JPA: what is the proper pattern for iterating over large result sets?
Page 537 of Java Persistence with Hibernate gives a solution using ScrollableResults
, but alas it's only for Hibernate.
So it seems that using setFirstResult
/setMaxResults
and manual iteration really is necessary. Here's my solution using JPA:
private List<Model> getAllModelsIterable(int offset, int max)
{
return entityManager.createQuery("from Model m", Model.class).setFirstResult(offset).setMaxResults(max).getResultList();
}
then, use it like this:
private void iterateAll()
{
int offset = 0;
List<Model> models;
while ((models = Model.getAllModelsIterable(offset, 100)).size() > 0)
{
entityManager.getTransaction().begin();
for (Model model : models)
{
log.info("do something with model: " + model.getId());
}
entityManager.flush();
entityManager.clear();
em.getTransaction().commit();
offset += models.size();
}
}
I tried the answers presented here, but JBoss 5.1 + MySQL Connector/J 5.1.15 + Hibernate 3.3.2 didn't work with those. We've just migrated from JBoss 4.x to JBoss 5.1, so we've stuck with it for now, and thus the latest Hibernate we can use is 3.3.2.

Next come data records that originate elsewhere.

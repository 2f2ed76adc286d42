//! Minimal JSON-over-HTTP client with safe logging and bearer auth.
//!
//! - Base URL anchoring, per-client timeout
//! - `Authorization: Bearer` values are sent verbatim and never logged
//! - Non-2xx responses become [`HttpError::Api`] with the provider's message
//! - Optional *raw* request/response logging via `QUARRY_HTTP_RAW=1`
//!
//! Requests are sent exactly once. Callers that want retries wrap the call
//! themselves.
//!
//! ```no_run
//! # async fn demo() -> Result<(), quarry_http::HttpError> {
//! let client = quarry_http::HttpClient::new("https://api.example.com")?;
//! let got: serde_json::Value = client
//!     .post_json("search", Some("secret"), &serde_json::json!({"query": "rust"}))
//!     .await?;
//! # Ok(()) }
//! ```

use reqwest::header::{CONTENT_TYPE, HeaderMap, HeaderValue};
use reqwest::{Client, Method, StatusCode, Url};
use serde::de::DeserializeOwned;
use serde::{Deserialize, Serialize};
use std::env;
use std::time::{Duration, Instant};
use thiserror::Error;

const RAW_ENV: &str = "QUARRY_HTTP_RAW";
const RAW_MAX_BODY: usize = 64 * 1024;
const SNIPPET_MAX: usize = 500;

fn raw_enabled() -> bool {
    matches!(
        env::var(RAW_ENV).as_deref(),
        Ok("1") | Ok("true") | Ok("yes")
    )
}

#[derive(Debug, Error)]
pub enum HttpError {
    #[error("invalid URL: {0}")]
    Url(String),
    #[error("request build failed: {0}")]
    Build(String),
    #[error("network error: {0}")]
    Network(String),
    #[error("decode error: {0}, body_snippet: {1}")]
    Decode(String, String),
    #[error("server returned error {status}: {message}, request_id={request_id}")]
    Api {
        status: StatusCode,
        message: String,
        request_id: String,
    },
}

impl HttpError {
    /// HTTP status for [`HttpError::Api`], `None` for transport-level failures.
    pub fn status(&self) -> Option<StatusCode> {
        match self {
            HttpError::Api { status, .. } => Some(*status),
            _ => None,
        }
    }
}

#[derive(Clone, Debug)]
pub struct HttpClient {
    base: Url,
    inner: Client,
    pub default_timeout: Duration,
}

impl HttpClient {
    /// Construct a client anchored to a base URL.
    ///
    /// A trailing slash is added to the base so that relative paths are joined
    /// underneath it rather than replacing its last segment.
    ///
    /// ```no_run
    /// use quarry_http::{HttpClient, HttpError};
    /// use std::time::Duration;
    ///
    /// let client = HttpClient::new("https://api.example.com/v1")?;
    /// assert_eq!(client.default_timeout, Duration::from_secs(60));
    /// assert_eq!(client.base_url().as_str(), "https://api.example.com/v1/");
    /// # Ok::<(), HttpError>(())
    /// ```
    pub fn new(base: &str) -> Result<Self, HttpError> {
        let normalized = if base.ends_with('/') {
            base.to_string()
        } else {
            format!("{base}/")
        };
        let base = Url::parse(&normalized).map_err(|e| HttpError::Url(e.to_string()))?;
        let inner = Client::builder()
            .connect_timeout(Duration::from_secs(10))
            .build()
            .map_err(|e| HttpError::Build(e.to_string()))?;
        Ok(Self {
            base,
            inner,
            default_timeout: Duration::from_secs(60),
        })
    }

    pub fn with_timeout(mut self, dur: Duration) -> Self {
        self.default_timeout = dur;
        self
    }

    pub fn base_url(&self) -> &Url {
        &self.base
    }

    /// POST a JSON body, optionally with bearer auth, and decode a JSON reply.
    pub async fn post_json<B, T>(
        &self,
        path: &str,
        bearer: Option<&str>,
        body: &B,
    ) -> Result<T, HttpError>
    where
        B: Serialize + ?Sized,
        T: DeserializeOwned,
    {
        self.request_json(Method::POST, path, bearer, Some(body))
            .await
    }

    async fn request_json<B, T>(
        &self,
        method: Method,
        path: &str,
        bearer: Option<&str>,
        body: Option<&B>,
    ) -> Result<T, HttpError>
    where
        B: Serialize + ?Sized,
        T: DeserializeOwned,
    {
        let url = self
            .base
            .join(path.trim_start_matches('/'))
            .map_err(|e| HttpError::Url(e.to_string()))?;

        let mut rb = self
            .inner
            .request(method.clone(), url.clone())
            .timeout(self.default_timeout);

        let body_bytes = match body {
            Some(b) => {
                let bytes = serde_json::to_vec(b).map_err(|e| HttpError::Build(e.to_string()))?;
                rb = rb.header(CONTENT_TYPE, "application/json").body(bytes.clone());
                Some(bytes)
            }
            None => None,
        };

        if let Some(tok) = bearer {
            check_bearer(tok)?;
            rb = rb.bearer_auth(tok);
        }

        let req_id = format!(
            "r{:x}",
            std::time::SystemTime::now()
                .duration_since(std::time::UNIX_EPOCH)
                .unwrap_or_default()
                .as_nanos()
        );

        let auth_kind = if bearer.is_some() { "bearer" } else { "none" };
        tracing::debug!(
            req_id=%req_id,
            method=%method,
            host_path=%format!("{}{}", url.host_str().unwrap_or("-"), url.path()),
            timeout_ms=self.default_timeout.as_millis() as u64,
            auth_kind,
            has_body=%body_bytes.is_some(),
            "http.request.start"
        );

        if raw_enabled() {
            let curl = make_curl(&method, &url, bearer.is_some(), body_bytes.as_deref());
            tracing::debug!(target: "http.raw", %req_id, %curl, "request");
        }

        let t0 = Instant::now();
        let resp = rb.send().await.map_err(|err| {
            tracing::warn!(req_id=%req_id, error=%err, "http.network_error.send");
            HttpError::Network(err.to_string())
        })?;
        let status = resp.status();
        let headers = resp.headers().clone();
        let bytes = resp.bytes().await.map_err(|err| {
            tracing::warn!(req_id=%req_id, error=%err, "http.network_error.body");
            HttpError::Network(err.to_string())
        })?;
        let dur_ms = t0.elapsed().as_millis() as u64;

        let request_id = headers
            .get("x-request-id")
            .or_else(|| headers.get("x-correlation-id"))
            .and_then(|v| v.to_str().ok())
            .unwrap_or("-")
            .to_string();

        tracing::debug!(
            req_id=%req_id,
            %status,
            duration_ms=dur_ms,
            body_len=bytes.len(),
            x_request_id=%request_id,
            "http.response.headers"
        );

        if raw_enabled() {
            let mut body_snip = bytes.to_vec();
            let truncated = body_snip.len() > RAW_MAX_BODY;
            if truncated {
                body_snip.truncate(RAW_MAX_BODY);
            }
            tracing::debug!(
                target: "http.raw",
                %req_id,
                %status,
                duration_ms=dur_ms,
                headers=?redact_headers(&headers),
                body=%String::from_utf8_lossy(&body_snip),
                truncated,
                "response"
            );
        }

        let snippet = snip_body(&bytes);

        if status.is_success() {
            return serde_json::from_slice::<T>(&bytes).map_err(|e| {
                tracing::warn!(
                    req_id=%req_id,
                    serde_line=%e.line(),
                    serde_col=%e.column(),
                    serde_err=%e,
                    body_snippet=%snippet,
                    "http.response.decode_error"
                );
                HttpError::Decode(e.to_string(), snippet)
            });
        }

        let message = extract_error_message(&bytes);
        tracing::warn!(
            req_id=%req_id,
            %status,
            message=%message,
            x_request_id=%request_id,
            body_snippet=%snippet,
            "http.error"
        );
        Err(HttpError::Api {
            status,
            message,
            request_id,
        })
    }
}

/// Best-effort curl line for repro; the bearer token is never included.
fn make_curl(method: &Method, url: &Url, has_bearer: bool, body: Option<&[u8]>) -> String {
    let mut parts = vec!["curl".to_string(), format!("-X{method}")];
    if has_bearer {
        parts.push("-H 'Authorization: Bearer <redacted>'".to_string());
    }
    if let Some(bytes) = body {
        match std::str::from_utf8(bytes) {
            Ok(s) => {
                let mut s = s.to_string();
                truncate_on_char_boundary(&mut s, RAW_MAX_BODY);
                parts.push("-H 'Content-Type: application/json'".to_string());
                parts.push(format!("-d '{}'", s.replace('\'', r"'\''")));
            }
            Err(_) => parts.push(format!("--data-binary @- # ({} bytes)", bytes.len())),
        }
    }
    parts.push(format!("'{}'", url.as_str()));
    parts.join(" ")
}

fn redact_headers(h: &HeaderMap) -> Vec<(String, String)> {
    h.iter()
        .map(|(k, v)| {
            let key = k.as_str().to_string();
            let val = if key.eq_ignore_ascii_case("authorization") {
                "<redacted>".to_string()
            } else {
                v.to_str().unwrap_or("").to_string()
            };
            (key, val)
        })
        .collect()
}

/// Pull a human-readable message out of a provider error body.
fn extract_error_message(body: &[u8]) -> String {
    // {"detail":{"error":"..."}}
    #[derive(Deserialize)]
    struct NestedDetail {
        detail: DetailError,
    }
    #[derive(Deserialize)]
    struct DetailError {
        error: String,
    }

    // {"error":{"message":"..."}}
    #[derive(Deserialize)]
    struct NestedError {
        error: ErrorMessage,
    }
    #[derive(Deserialize)]
    struct ErrorMessage {
        message: String,
    }

    // {"message":"..."} | {"detail":"..."} | {"error":"..."}
    #[derive(Deserialize)]
    struct Flat {
        #[serde(default)]
        message: String,
        #[serde(default)]
        detail: String,
        #[serde(default)]
        error: String,
    }

    if let Ok(d) = serde_json::from_slice::<NestedDetail>(body) {
        return d.detail.error;
    }
    if let Ok(e) = serde_json::from_slice::<NestedError>(body) {
        return e.error.message;
    }
    if let Ok(m) = serde_json::from_slice::<Flat>(body) {
        for candidate in [m.message, m.detail, m.error] {
            if !candidate.is_empty() {
                return candidate;
            }
        }
    }
    snip_body(body)
}

fn snip_body(body: &[u8]) -> String {
    let mut snip = String::from_utf8_lossy(body).to_string();
    truncate_on_char_boundary(&mut snip, SNIPPET_MAX);
    snip
}

/// Cut `s` to at most `max` bytes plus a `...` marker, never inside a char.
fn truncate_on_char_boundary(s: &mut String, max: usize) {
    if s.len() <= max {
        return;
    }
    let mut cut = max;
    while !s.is_char_boundary(cut) {
        cut -= 1;
    }
    s.truncate(cut);
    s.push_str("...");
}

/// The token is sent as-is; only reject values that cannot be a header.
fn check_bearer(token: &str) -> Result<(), HttpError> {
    HeaderValue::from_str(&format!("Bearer {token}"))
        .map(|_| ())
        .map_err(|e| HttpError::Build(format!("invalid Authorization header: {e}")))
}

#[cfg(test)]
mod tests {
    use super::*;

    #[test]
    fn bearer_check_accepts_quotes_and_inner_spaces() {
        assert!(check_bearer("\"tvly ab c\"").is_ok());
    }

    #[test]
    fn bearer_check_rejects_values_that_cannot_be_headers() {
        assert!(matches!(check_bearer("tvly-a\nb"), Err(HttpError::Build(_))));
        assert!(matches!(check_bearer("tvly-\u{7f}"), Err(HttpError::Build(_))));
    }

    #[test]
    fn error_message_prefers_nested_detail() {
        let body = br#"{"detail":{"error":"Unauthorized: missing or invalid API key."}}"#;
        assert_eq!(
            extract_error_message(body),
            "Unauthorized: missing or invalid API key."
        );
    }

    #[test]
    fn error_message_falls_back_to_flat_fields_then_snippet() {
        assert_eq!(extract_error_message(br#"{"detail":"quota"}"#), "quota");
        assert_eq!(extract_error_message(br#"{"error":{"message":"boom"}}"#), "boom");
        assert_eq!(extract_error_message(b"<html>bad gateway</html>"), "<html>bad gateway</html>");
    }

    #[test]
    fn snippet_is_truncated_on_char_boundary() {
        let body = "é".repeat(400);
        let snip = snip_body(body.as_bytes());
        assert!(snip.ends_with("..."));
        assert!(snip.len() <= SNIPPET_MAX + 3);
    }

    #[test]
    fn long_curl_body_is_cut_on_char_boundary() {
        let url = Url::parse("https://api.example.com/search").unwrap();
        let body = format!(r#"{{"query":"a{}"}}"#, "é".repeat(RAW_MAX_BODY));
        let curl = make_curl(&Method::POST, &url, false, Some(body.as_bytes()));
        assert!(curl.contains("..."));
        assert!(curl.len() < body.len());
    }

    #[test]
    fn curl_never_contains_the_token() {
        let url = Url::parse("https://api.example.com/search").unwrap();
        let curl = make_curl(&Method::POST, &url, true, Some(br#"{"query":"it's"}"#));
        assert!(curl.contains("Bearer <redacted>"));
        assert!(curl.contains(r"it'\''s"));
    }

    #[test]
    fn base_gets_trailing_slash() {
        let client = HttpClient::new("https://api.example.com/v1").unwrap();
        let joined = client.base_url().join("search").unwrap();
        assert_eq!(joined.as_str(), "https://api.example.com/v1/search");
    }
}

Adding couple of extra parameters did the job, and code like this runs without OOMEs:
StatelessSession session = ((Session) entityManager.getDelegate()).getSessionFactory().openStatelessSession();
Query query = session
.createQuery("SELECT a FROM Address a WHERE .... ORDER BY a.id");
query.setFetchSize(Integer.valueOf(1000));
query.setReadOnly(true);
query.setLockMode("a", LockMode.NONE);
ScrollableResults results = query.scroll(ScrollMode.FORWARD_ONLY);
while (results.next()) {
Address addr = (Address) results.get(0);
// Do stuff
}
results.close();
session.close();
The crucial lines are the query parameters between createQuery and scroll. Without them the "scroll" call tries to load everything into memory and either never finishes or runs to OutOfMemoryError.